In the intervening couple of years, Sir Frank has never been far from adland's thoughts. We've had stories that Sir Frank would return triumphant to buy back his old company from its ailing IPG parent. Then, the agency was supposedly begging him to come back as the figurehead for a network that seemed to have lost its lifeblood after his departure. Most recently, there was speculation that he would use his IPG shareholding to wreak revenge on the holding company that he felt had treated him badly and squandered the inheritance he had handed it.
I imagine all these options have been seized upon and waved vigorously in the ether by Sir Frank over the past year or two - the Machiavellian plot being something of a Lowe forte. But despite all the speculation, there is something absolutely delicious about the news of his start-up; stories like this one come along only rarely and the implications are dazzling.

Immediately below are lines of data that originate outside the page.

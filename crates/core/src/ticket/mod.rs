//! Ticket system for tracking submitted batch requests.

mod memory_store;
mod store;
mod types;

pub use memory_store::MemoryTicketStore;
pub use store::{StoreCounts, TicketStore};
pub use types::{Payload, Ticket, TicketResult, TicketStatus};
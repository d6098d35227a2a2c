use figment::{
    providers::{Env, Format, Toml},
    Figment,
};
use std::path::Path;

use super::{types::Config, ConfigError};

/// Load configuration from file with environment variable overrides
pub fn load_config(path: &Path) -> Result<Config, ConfigError> {
    if !path.exists() {
        return Err(ConfigError::FileNotFound(path.display().to_string()));
    }

    let config: Config = Figment::new()
        .merge(Toml::file(path))
        .merge(Env::prefixed("BATCHLINE_").split("_"))
        .extract()
        .map_err(|e| ConfigError::ParseError(e.to_string()))?;

    Ok(config)
}

/// Load configuration from TOML string (useful for testing)
pub fn load_config_from_str(toml_str: &str) -> Result<Config, ConfigError> {
    toml::from_str(toml_str).map_err(|e| ConfigError::ParseError(e.to_string()))
}
//! Batch worker implementation.
//!
//! Lifecycle is `Stopped → Running → Stopped`: `try_start` claims the
//! running flag with a compare-and-swap and spawns one task that owns the
//! loop until the pending queue is drained. There is no external stop
//! signal; the façade simply starts a fresh loop the next time a submission
//! finds the worker stopped.

use std::sync::atomic::{AtomicBool, Ordering};
use std::sync::Arc;
use std::time::Instant;

use tracing::{debug, error, info, warn};

use crate::metrics;
use crate::processor::BatchProcessor;
use crate::ticket::{Payload, TicketResult, TicketStore};

use super::config::WorkerConfig;
use super::types::WorkerStatus;

/// The batch worker - drains pending tickets and invokes the processor.
pub struct BatchWorker {
    config: WorkerConfig,
    ticket_store: Arc<dyn TicketStore>,
    processor: Arc<dyn BatchProcessor>,
    running: Arc<AtomicBool>,
}

impl BatchWorker {
    /// Create a new worker. The loop is not started until [`try_start`].
    ///
    /// [`try_start`]: BatchWorker::try_start
    pub fn new(
        config: WorkerConfig,
        ticket_store: Arc<dyn TicketStore>,
        processor: Arc<dyn BatchProcessor>,
    ) -> Self {
        Self {
            config,
            ticket_store,
            processor,
            running: Arc::new(AtomicBool::new(false)),
        }
    }

    /// Whether a worker loop is currently running.
    pub fn is_running(&self) -> bool {
        self.running.load(Ordering::SeqCst)
    }

    /// Start a worker loop if none is running.
    ///
    /// The transition is a compare-and-swap on the running flag, so two
    /// submissions arriving concurrently while the worker is stopped spawn
    /// exactly one loop. Returns whether this call started one.
    pub fn try_start(&self) -> bool {
        if self
            .running
            .compare_exchange(false, true, Ordering::SeqCst, Ordering::SeqCst)
            .is_err()
        {
            debug!("Worker loop already running");
            return false;
        }

        info!(
            "Starting worker loop (batch_size {})",
            self.config.batch_size
        );
        metrics::WORKER_LOOP_STARTS.inc();

        let running = Arc::clone(&self.running);
        let ticket_store = Arc::clone(&self.ticket_store);
        let processor = Arc::clone(&self.processor);
        let batch_size = self.config.batch_size;

        tokio::spawn(async move {
            Self::drain(ticket_store, processor, batch_size, running).await;
        });

        true
    }

    /// Current worker status.
    pub fn status(&self) -> WorkerStatus {
        let counts = self.ticket_store.counts();
        WorkerStatus {
            running: self.is_running(),
            pending: counts.pending,
            ready: counts.ready,
        }
    }

    /// The drain loop. Runs until the pending queue is empty, then releases
    /// the running flag and exits.
    async fn drain(
        ticket_store: Arc<dyn TicketStore>,
        processor: Arc<dyn BatchProcessor>,
        batch_size: usize,
        running: Arc<AtomicBool>,
    ) {
        debug!("Worker loop started");

        loop {
            let ids = ticket_store.next_pending(batch_size);

            if ids.is_empty() {
                running.store(false, Ordering::SeqCst);
                // A submission can slip in between the empty scan and the
                // flag flip above; its try_start saw "running" and did not
                // spawn a loop. Rescan and reclaim the flag so that ticket
                // is not stranded.
                if ticket_store.next_pending(1).is_empty()
                    || running
                        .compare_exchange(false, true, Ordering::SeqCst, Ordering::SeqCst)
                        .is_err()
                {
                    break;
                }
                continue;
            }

            debug!("Extracted batch of {} pending tickets", ids.len());
            Self::process_batch(
                ticket_store.as_ref(),
                processor.as_ref(),
                &ids,
                batch_size,
            )
            .await;
        }

        info!("Worker loop stopped, pending queue drained");
    }

    /// Run the processor for one batch and write results back.
    ///
    /// `ids` holds the real (unpadded) ticket ids; the processor input is
    /// padded to `batch_size` by repeating the first id's payload. Results
    /// are written back only for the real ids.
    async fn process_batch(
        ticket_store: &dyn TicketStore,
        processor: &dyn BatchProcessor,
        ids: &[String],
        batch_size: usize,
    ) {
        let started = Instant::now();

        let mut batch_ids = ids.to_vec();
        while batch_ids.len() < batch_size {
            batch_ids.push(ids[0].clone());
        }
        if batch_ids.len() > ids.len() {
            debug!(
                "Padded batch of {} tickets to batch size {}",
                ids.len(),
                batch_size
            );
        }

        let payloads: Vec<Payload> = batch_ids
            .iter()
            .map(|id| ticket_store.payload(id).unwrap_or_default())
            .collect();

        let results: Vec<TicketResult> = match processor.process(payloads).await {
            Ok(results) => {
                if results.len() < ids.len() {
                    warn!(
                        "Processor returned {} results for a batch of {}",
                        results.len(),
                        batch_size
                    );
                }
                metrics::BATCHES_PROCESSED.with_label_values(&["ok"]).inc();
                results.into_iter().map(TicketResult::ok).collect()
            }
            Err(e) => {
                // The processor cannot tell which payload was at fault, so
                // every ticket in the failed batch gets the same marker.
                error!("Batch processing failed: {}", e);
                metrics::BATCHES_PROCESSED
                    .with_label_values(&["failed"])
                    .inc();
                let marker = TicketResult::failed(e.to_string(), e.status_code());
                vec![marker; batch_size]
            }
        };

        // zip stops at the shorter side: only the unpadded prefix of the
        // results is consumed.
        for (id, result) in ids.iter().zip(results) {
            let outcome = if result.is_failed() { "failed" } else { "ok" };
            if ticket_store.store_result(id, result) {
                metrics::RESULTS_STORED.with_label_values(&[outcome]).inc();
            } else {
                warn!("Dropping result for unknown ticket {}", id);
            }
        }

        metrics::BATCH_FILL.observe(ids.len() as f64);
        metrics::BATCH_DURATION.observe(started.elapsed().as_secs_f64());
    }
}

It's still early days, so the rumour mill is still in full swing (who else will join? Will any big name backers emerge? What about other accounts in the bag?). But really the focus is on the man himself.
Without a doubt, Sir Frank is the best thing going about this start-up.
He is obviously the catalyst and without him it's almost impossible to imagine Paul Weinberger (who, after all, has reputedly resigned from Lowe several times before to no avail) or Tesco (an account subject to the most concerted efforts of adland's new-business machines over the past year or two) quitting the Lowe agency. It took Sir Frank to do it.
And there's no doubt that Sir Frank's name will open new-business doors and raise the profile of the new agency as very few other advertising names could. What's more, regardless of the future fortunes of the new outfit, it will always be entertaining to watch as long as Sir Frank is involved: he is one of the last remaining legends of British advertising's golden age.
But, but. Sir Frank might be the best thing about the new venture, but I suspect he's also the worst. Critics will dismiss him as a throwback, and he is - though of course that's where that invaluable legendary status comes from. If Sir Frank can accept that his new team might know more about modern advertising than he does, then the fact that his values come from a different era might not matter too much.
What will matter is whether Sir Frank can allow his team actually to run the agency without his (overly emotional) interference; he might be a standard-bearer for advertising excellence, but as an operator Sir Frank also has the ability to be poisonous and destructive. In the old, parochial, personality-driven advertising order, these were probably useful business tools. But the world has moved on to become much more accountable, more professional, and, yes, more bland; the maverick will find it harder to fit in.
What Sir Frank stands for is the real jewel in the new set-up, but what he might actually do could be the real barrier to lasting success.